A few months ago, we learned that Microsoft was significantly improving Server Message Block (SMB) authentication in Windows 11. At the time, the company enabled SMB authentication rate limiting by default to make it a less attractive attack surface for malicious actors. Now, it has announced another change to SMB authentication.
_story.jpg)
In a technical blog post, Microsoft principal program manager Ned Pyle said that Windows 11 Pro will soon begin disabling insecure SMB guest authentication fallbacks. In fact, recent internal preview builds 25267 and 25276 already implement this security enhancement.
Microsoft’s rationale for this change is that guest authentication does not support audit trails and security mechanisms such as signatures and certificates. As such, they are a very attractive attack vector for man-in-the-middle (MITM) attacks and can also be exploited in server scenarios. In the worst case, a malicious actor could use guest logins to gain read or copy access across your network and leave no audit trail.
It is important to note that since Windows 2000, guest logins are not allowed by default. Similarly, Windows 10 Education and Enterprise do not allow SMB2 and SMB3 to fall back on guest logins after incorrect password attempts. Interestingly, while Windows 11 Pro Insider disables guest authentication by default, Windows 10 Pro does not.

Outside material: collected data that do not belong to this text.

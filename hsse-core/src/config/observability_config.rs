use serde::{Deserialize, Serialize};

use super::defaults;

/// Logging configuration.
#[derive(Debug, Clone, Serialize, Deserialize)]
#[serde(default)]
pub struct ObservabilityConfig {
    /// Log level: "trace", "debug", "info", "warn", "error".
    pub log_level: String,
    /// Emit JSON lines instead of human-readable output.
    pub json_logs: bool,
}

impl Default for ObservabilityConfig {
    fn default() -> Self {
        Self {
            log_level: defaults::DEFAULT_LOG_LEVEL.to_string(),
            json_logs: defaults::DEFAULT_JSON_LOGS,
        }
    }
}
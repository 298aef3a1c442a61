use hsse_core::models::SubmitReceipt;

/// Result of `enqueue_or_submit`.
#[derive(Debug, Clone, PartialEq, Eq)]
pub enum SubmitOutcome {
    /// Online: delivered directly, nothing was queued.
    Submitted { receipt: SubmitReceipt },
    /// Offline: persisted locally under `local_id`.
    Queued { local_id: String },
}

impl SubmitOutcome {
    pub fn local_id(&self) -> Option<&str> {
        match self {
            SubmitOutcome::Queued { local_id } => Some(local_id),
            SubmitOutcome::Submitted { .. } => None,
        }
    }

    pub fn is_queued(&self) -> bool {
        matches!(self, SubmitOutcome::Queued { .. })
    }
}

/// Why a sync pass did or did not run.
#[derive(Debug, Clone, Copy, PartialEq, Eq, Default)]
pub enum SyncRunStatus {
    #[default]
    Completed,
    Offline,
    AlreadyRunning,
    NothingToSync,
}

impl SyncRunStatus {
    pub fn as_str(self) -> &'static str {
        match self {
            SyncRunStatus::Completed => "completed",
            SyncRunStatus::Offline => "offline",
            SyncRunStatus::AlreadyRunning => "already_running",
            SyncRunStatus::NothingToSync => "nothing_to_sync",
        }
    }
}

/// Outcome of one `sync_all` pass.
#[derive(Debug, Clone, Default, PartialEq, Eq)]
pub struct SyncReport {
    pub status: SyncRunStatus,
    /// Items delivered in this pass.
    pub synced: usize,
    /// Items that failed in this pass.
    pub failed: usize,
    /// `(local_id, reason)` for each failure.
    pub failures: Vec<(String, String)>,
}

impl SyncReport {
    pub(crate) fn skipped(status: SyncRunStatus) -> Self {
        Self {
            status,
            ..Default::default()
        }
    }

    pub fn ran(&self) -> bool {
        self.status == SyncRunStatus::Completed
    }

    pub fn attempted(&self) -> usize {
        self.synced + self.failed
    }
}

/// Point-in-time view of the queue for status indicators.
#[derive(Debug, Clone, PartialEq, Eq)]
pub struct QueueStatus {
    pub online: bool,
    pub syncing: bool,
    /// Items not yet synced (pending, syncing, or failed).
    pub pending: usize,
    /// Subset of `pending` currently failed.
    pub failed: usize,
    /// Synced items still retained in storage.
    pub synced_retained: usize,
    /// Epoch ms of the last completed sync pass.
    pub last_sync_at: Option<i64>,
}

Microsoft says That the only scenario where you would request guest access would be through an authorized third-party remote storage device. However, you will not encounter errors while trying to do this in Windows 11 Pro. The solution is to search the remote device’s documentation and find out how to prevent the need for guest authentication. If this is not possible, you can temporarily. Enable SMB2 or SMB3 guest fallback to allow access.. However, SMB1 should not be used due to security vulnerabilities in legacy protocols.
Microsoft mentions that this behavior is enabled by default in recent Windows 11 Pro Insider builds, and that it will generally be available in the “next major release” of the operating system. While the move looks like a major plan to make Windows more secure, the Redmond tech company also plans to phase out the Microsoft Support Diagnostic Tool (MSDT) in a few years.